You Might Also Like...

8 Comments

  • Isa
    5. August 2018 at 13:35

    Soooooo viel Liebe. Ihr seid so eine fantastische Familie und ich bewundere euch sehr. Und diese Liebe wird ihn und euch tragen. Und vielleicht hilft euch irgendwann auch eine Diagnose. Alles Liebe

  • Janin
    5. August 2018 at 21:58

    Der Text ist ganz toll geschrieben. Und ich kann Dich sehr gut verstehen, denn wir sind in einer ähnlichen Situation.
    Haltet weiter durch. Wir tun es für unsere Kinder, um sie zu verstehen und ihnen nicht nur unsre Liebe sondern auch das Verständnis von anderen für sie und ihr Verhalten zu ermöglichen.

  • Mara Solanum
    5. August 2018 at 23:23

    Oh, ihr goldigen Eltern!!! Ich drücke euch allen ganz feste die Daumen! Ein wenig haben wir diese Sachen auch mitgemacht … Es ist immer wie ein Eindringen in unsere Familie gewesen … und es tat weh, wenn jemand seine Meinung über uns äußerte.

  • Corsa
    6. August 2018 at 08:22

    .

  • Die Freitagslieblinge am 10. August 2018 - MEERESRAUSCHEN
    10. August 2018 at 20:00

    […] Woche möchte ich einfach mal DANKE an Konsti sagen. Unsere Zeiten sind derzeit nicht einfach, aber dank LIEBE klappt das alles schon ganz gut. . Mehr gibt es bei […]

  • Anja
    13. August 2018 at 15:50

    Schön zu lesen, dass ihr zu eurem Sohn steht und ihn stärkt. Ich bin der Überzeugung, das ist das Wichtigste!

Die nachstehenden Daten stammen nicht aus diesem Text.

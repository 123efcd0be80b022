//! Time source used by the poller.

use async_trait::async_trait;
use std::time::{Duration, Instant};

/// Supplies the current time and suspends the calling task.
///
/// The poller never sleeps directly; tests swap in a clock that advances
/// instantly.
#[async_trait]
pub trait Clock: Send + Sync {
    /// Current instant.
    fn now(&self) -> Instant;

    /// Suspends for `duration` without blocking the thread.
    async fn sleep(&self, duration: Duration);
}

/// Wall clock backed by the tokio timer.
#[derive(Debug, Clone, Copy, Default)]
pub struct TokioClock;

#[async_trait]
impl Clock for TokioClock {
    fn now(&self) -> Instant {
        tokio::time::Instant::now().into_std()
    }

    async fn sleep(&self, duration: Duration) {
        tokio::time::sleep(duration).await;
    }
}

#[cfg(test)]
mod tests {
    use super::*;

    #[tokio::test(start_paused = true)]
    async fn test_tokio_clock_advances_with_sleep() {
        let clock = TokioClock;
        let start = clock.now();
        clock.sleep(Duration::from_secs(10)).await;
        assert!(clock.now() - start >= Duration::from_secs(10));
    }
}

    “Mittlerweile erhielten 20 bis 25 Prozent aller Jungen bis zu ihrem 15. Lebensjahr mindestens einmal die Diagnose, an ADHS zu leiden, einer Aufmerksamkeitsstörung mit Hyperaktivität.” schreibt die FAZ 2015. Bei einem Elternabend sagte eine Gesundheitsförderin der Klasse 2000, dass mittlerweile 1/3 der Grundschüler in Therapien sind.
    Für mich krankt das Schulsystem, nicht die Kinder!

  • Caro
    11. November 2018 at 21:04

    Mich bewegen Eure Posts zu diesem besonderen Kind. Auch nach Monaten des ersten Lesens noch. Mein großes Kind ist ganz anders, aber einiges ist auch ähnlich. Er ist in vielem eigen und schwierig. Er ist nicht beliebt bei anderen Kindern. Er ist so wunderbar, so kreativ, so voller Ideen, aber auch so stur, so voller (nicht immer friedlicher Flausen), er macht sich vieles schwerer als ea ist, weil für ihn alles oder nichts gilt.

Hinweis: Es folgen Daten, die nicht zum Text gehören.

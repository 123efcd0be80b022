//! Core request and result types.

use crate::store::MediaHandle;
use serde::{Deserialize, Serialize};

/// What kind of media a request produces.
#[derive(Debug, Clone, Copy, PartialEq, Eq, Serialize, Deserialize)]
#[serde(rename_all = "lowercase")]
pub enum GenerationMode {
    /// One-shot image generation.
    Image,
    /// Long-running video generation.
    Video,
}

impl GenerationMode {
    /// Aspect ratio sent with every request of this mode.
    pub fn aspect_ratio(&self) -> AspectRatio {
        match self {
            Self::Image => AspectRatio::Square,
            Self::Video => AspectRatio::Landscape,
        }
    }
}

impl std::fmt::Display for GenerationMode {
    fn fmt(&self, f: &mut std::fmt::Formatter<'_>) -> std::fmt::Result {
        match self {
            Self::Image => write!(f, "image"),
            Self::Video => write!(f, "video"),
        }
    }
}

/// Output resolution for video generation.
#[derive(Debug, Clone, Copy, Default, PartialEq, Eq, Serialize, Deserialize)]
pub enum Resolution {
    /// 1280x720.
    #[default]
    #[serde(rename = "720p")]
    Hd720,
    /// 1920x1080.
    #[serde(rename = "1080p")]
    Hd1080,
}

impl Resolution {
    /// Returns the wire value.
    pub fn as_str(&self) -> &'static str {
        match self {
            Self::Hd720 => "720p",
            Self::Hd1080 => "1080p",
        }
    }
}

impl std::fmt::Display for Resolution {
    fn fmt(&self, f: &mut std::fmt::Formatter<'_>) -> std::fmt::Result {
        f.write_str(self.as_str())
    }
}

/// Aspect ratios used by the two generation modes.
#[derive(Debug, Clone, Copy, PartialEq, Eq, Serialize, Deserialize)]
pub enum AspectRatio {
    /// 1:1, used for images.
    #[serde(rename = "1:1")]
    Square,
    /// 16:9, used for video.
    #[serde(rename = "16:9")]
    Landscape,
}

impl AspectRatio {
    /// Returns the ratio string (e.g., "16:9").
    pub fn as_str(&self) -> &'static str {
        match self {
            Self::Square => "1:1",
            Self::Landscape => "16:9",
        }
    }
}

/// A request to generate an image or a video.
///
/// The aspect ratio is derived from the mode, and the resolution only
/// applies to video.
#[derive(Debug, Clone, PartialEq, Eq, Serialize, Deserialize)]
pub struct GenerationRequest {
    prompt: String,
    mode: GenerationMode,
    resolution: Option<Resolution>,
}

impl GenerationRequest {
    /// Creates an image request.
    pub fn image(prompt: impl Into<String>) -> Self {
        Self {
            prompt: prompt.into(),
            mode: GenerationMode::Image,
            resolution: None,
        }
    }

    /// Creates a video request at the given resolution.
    pub fn video(prompt: impl Into<String>, resolution: Resolution) -> Self {
        Self {
            prompt: prompt.into(),
            mode: GenerationMode::Video,
            resolution: Some(resolution),
        }
    }

    /// The text prompt.
    pub fn prompt(&self) -> &str {
        &self.prompt
    }

    /// The generation mode.
    pub fn mode(&self) -> GenerationMode {
        self.mode
    }

    /// Video resolution; `None` for image requests.
    pub fn resolution(&self) -> Option<Resolution> {
        self.resolution
    }

    /// Aspect ratio fixed by the mode.
    pub fn aspect_ratio(&self) -> AspectRatio {
        self.mode.aspect_ratio()
    }

    /// True when the prompt is empty or whitespace only.
    pub fn is_blank(&self) -> bool {
        self.prompt.trim().is_empty()
    }
}

/// Parameters sent with a video submission.
#[derive(Debug, Clone, PartialEq, Eq)]
pub struct VideoConfig {
    /// Number of videos to produce.
    pub number_of_videos: u32,
    /// Output resolution.
    pub resolution: Resolution,
    /// Output aspect ratio.
    pub aspect_ratio: AspectRatio,
}

impl VideoConfig {
    /// A single video at the given resolution, 16:9.
    pub fn single(resolution: Resolution) -> Self {
        Self {
            number_of_videos: 1,
            resolution,
            aspect_ratio: AspectRatio::Landscape,
        }
    }
}

/// A generated image, as a displayable data URL.
#[derive(Debug, Clone, PartialEq, Eq)]
pub struct GeneratedImage {
    /// `data:<mime>;base64,<payload>`.
    pub data_url: String,
    /// MIME type of the payload.
    pub mime_type: String,
}

impl GeneratedImage {
    /// Wraps a base64 payload in a data URL without re-encoding it.
    pub fn from_base64(mime_type: impl Into<String>, payload: &str) -> Self {
        let mime_type = mime_type.into();
        Self {
            data_url: format!("data:{mime_type};base64,{payload}"),
            mime_type,
        }
    }

    /// Returns the base64 payload embedded in the data URL.
    pub fn base64_payload(&self) -> &str {
        self.data_url
            .split_once(";base64,")
            .map(|(_, b64)| b64)
            .unwrap_or_default()
    }

    /// Decodes the payload to raw bytes.
    pub fn decode(&self) -> std::result::Result<Vec<u8>, base64::DecodeError> {
        use base64::Engine;
        base64::engine::general_purpose::STANDARD.decode(self.base64_payload())
    }
}

/// The terminal outcome of a generation.
#[derive(Debug, Clone)]
pub enum GenerationResult {
    /// Image as a data URL.
    Image(GeneratedImage),
    /// Video bytes held in a [`MediaStore`](crate::MediaStore).
    Video(MediaHandle),
}

impl GenerationResult {
    /// The displayable reference string.
    pub fn url(&self) -> &str {
        match self {
            Self::Image(image) => &image.data_url,
            Self::Video(handle) => handle.url(),
        }
    }

    /// The mode that produced this result.
    pub fn mode(&self) -> GenerationMode {
        match self {
            Self::Image(_) => GenerationMode::Image,
            Self::Video(_) => GenerationMode::Video,
        }
    }
}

    Egal, er soll hier gar nicht Thema sein (wir sind auch noch im Vorschulalter, wo “Fehlfunktionen” noch nicht so schlimm sind). Aber ich danke Euch für Eure Offenheit. Dafür, dass Ihr uns an Eurer Liebe und Eurer Zerrissenheit teilhaben lasst. Und an Eurer Furcht, dass nicht alles gut werden könnte und wie man die Sorgen ums Kind vom Kind möglichst feenhält. Dass wir ahnen dürfen, dass es auch andere gibt, die vieles (gefühlt mehr als genug) richtig machen und bei denen trotzdem nicht alles Bullerbü ist.

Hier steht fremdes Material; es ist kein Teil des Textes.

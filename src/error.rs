//! Error types for media generation.

use std::fmt;
use std::time::Duration;

/// Raw error details reported by the service on a finished operation.
#[derive(Debug, Clone, Default, PartialEq, Eq)]
pub struct ServiceError {
    /// Service status code (google.rpc.Code), if any.
    pub code: Option<i32>,
    /// Service message, if any.
    pub message: Option<String>,
}

impl fmt::Display for ServiceError {
    fn fmt(&self, f: &mut fmt::Formatter<'_>) -> fmt::Result {
        match (self.code, self.message.as_deref()) {
            (Some(code), Some(msg)) => write!(f, "{code}: {msg}"),
            (Some(code), None) => write!(f, "code {code}"),
            (None, Some(msg)) => write!(f, "{msg}"),
            (None, None) => write!(f, "unknown service error"),
        }
    }
}

fn describe(service_error: &Option<ServiceError>) -> String {
    service_error
        .as_ref()
        .map(|e| format!(" ({e})"))
        .unwrap_or_default()
}

fn filtered_note(filtered: &u32) -> String {
    if *filtered > 0 {
        format!(", {filtered} video(s) filtered by content policy")
    } else {
        String::new()
    }
}

/// Errors that can occur during media generation.
#[derive(Debug, thiserror::Error)]
pub enum GenError {
    /// Image call returned no candidates.
    #[error("no image generated: the API returned an empty response")]
    EmptyResponse,

    /// Image candidate lacks content parts.
    #[error("invalid response structure: candidate has no content parts")]
    MalformedResponse,

    /// No content part carries inline image data.
    #[error("no image data returned: the response did not contain inline data")]
    NoPayload,

    /// The service did not return an operation for a video request.
    #[error("video generation failed to start")]
    StartFailed,

    /// A status refresh returned no operation.
    #[error("video generation operation lost after {attempt} poll(s)")]
    OperationLost { attempt: u32 },

    /// The operation finished without a response payload.
    #[error("video generation completed but no response was returned{}", describe(.service_error))]
    NoResponse { service_error: Option<ServiceError> },

    /// The response has no download location. Covers both service errors
    /// and content-policy rejections.
    #[error("no download URI returned{}{}", describe(.service_error), filtered_note(.filtered))]
    NoDownloadUri {
        service_error: Option<ServiceError>,
        filtered: u32,
    },

    /// The media download returned a non-2xx status.
    #[error("failed to download video: {status} {status_text}")]
    DownloadFailed { status: u16, status_text: String },

    /// Polling exceeded the configured wall-clock or attempt bound.
    #[error("operation timed out after {elapsed:?} ({attempts} poll(s))")]
    Timeout { elapsed: Duration, attempts: u32 },

    /// The caller cancelled the wait.
    #[error("generation cancelled")]
    Cancelled,

    /// Invalid request parameters.
    #[error("invalid request: {0}")]
    InvalidRequest(String),

    /// API key missing or invalid.
    #[error("authentication failed: {0}")]
    Auth(String),

    /// Rate limit exceeded.
    #[error("rate limited, retry after {retry_after:?}")]
    RateLimited { retry_after: Option<Duration> },

    /// API returned an error response.
    #[error("API error: {status} - {message}")]
    Api { status: u16, message: String },

    /// Network or HTTP error.
    #[error("network error: {0}")]
    Network(#[from] reqwest::Error),

    /// JSON serialization/deserialization error.
    #[error("JSON error: {0}")]
    Json(#[from] serde_json::Error),

    /// I/O error (e.g., saving file).
    #[error("I/O error: {0}")]
    Io(#[from] std::io::Error),
}

impl GenError {
    /// Returns true if the caller cancelled the generation.
    pub fn is_cancelled(&self) -> bool {
        matches!(self, Self::Cancelled)
    }

    /// Returns the HTTP status carried by this error, if any.
    pub fn status(&self) -> Option<u16> {
        match self {
            Self::DownloadFailed { status, .. } | Self::Api { status, .. } => Some(*status),
            Self::Network(e) => e.status().map(|s| s.as_u16()),
            _ => None,
        }
    }
}

/// Result type alias for media generation operations.
pub type Result<T> = std::result::Result<T, GenError>;

/// Reads a `Retry-After` header expressed in seconds.
pub(crate) fn parse_retry_after(headers: &reqwest::header::HeaderMap) -> Option<u64> {
    headers
        .get(reqwest::header::RETRY_AFTER)?
        .to_str()
        .ok()?
        .trim()
        .parse()
        .ok()
}

/// Pulls the `error.message` out of a JSON error body and caps its length.
pub(crate) fn sanitize_error_message(text: &str) -> String {
    const MAX_LEN: usize = 500;

    let message = serde_json::from_str::<serde_json::Value>(text)
        .ok()
        .and_then(|v| {
            v.pointer("/error/message")
                .and_then(|m| m.as_str())
                .map(str::to_string)
        })
        .unwrap_or_else(|| text.trim().to_string());

    if message.chars().count() > MAX_LEN {
        let truncated: String = message.chars().take(MAX_LEN).collect();
        format!("{truncated}...")
    } else {
        message
    }
}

    Ich wünsche Euch, dass sich Lösungen finden, die Euch alle glücklich machen. Und ich kann nur sagen: ich spüre in Euren Texten die Liebe.

  • Rike
    13. Dezember 2021 at 20:51

    Liebe Familie,
    ich weine vor Rührung und kann kaum verstehen, warum der letzte Post in 2018 passiet ist…
    Aber vielleciht bin ich auch nicht “up to date”
    Wir sind selbst gerade auf dem Weg einer Odyssee.
    De Große war “gesellschftskonform”. Zog sich zurück – ist bis heute eher defensiv.
    Der Kleine, dessen Weg wir gerade vor uns haben, ist “oppositionell”. Wehrt sich. Ist aggressiv. Im KiGa hat ihn ein Kind geärgert und er hat eine Grenze überschritten – hat das andere Kind in den Schwitzkasten genommen und nicht losgelassen – nach 3 Monaten und viel übler Nachrede der Eltern des anderen Kindes möchten die Eltern des anderen Kindes eine “Aussprache”. sie habe unser Kind im (DORF) als Monster dargestellt. Haben gesagt, man soll sein Kind nicht mehr mit ihm spielen lassen. Das tut so weh. Er ist kein Monster.
    Er hat eine Grenze überschritten. Ja – aber warum?
    Hat der andere Junge ihn so gereizt, daß er sich nicht mehr zu helfen wußte? Der Umstand, daß keiner der Erzieher dabei war, macht es für uns alle nicht einfacher.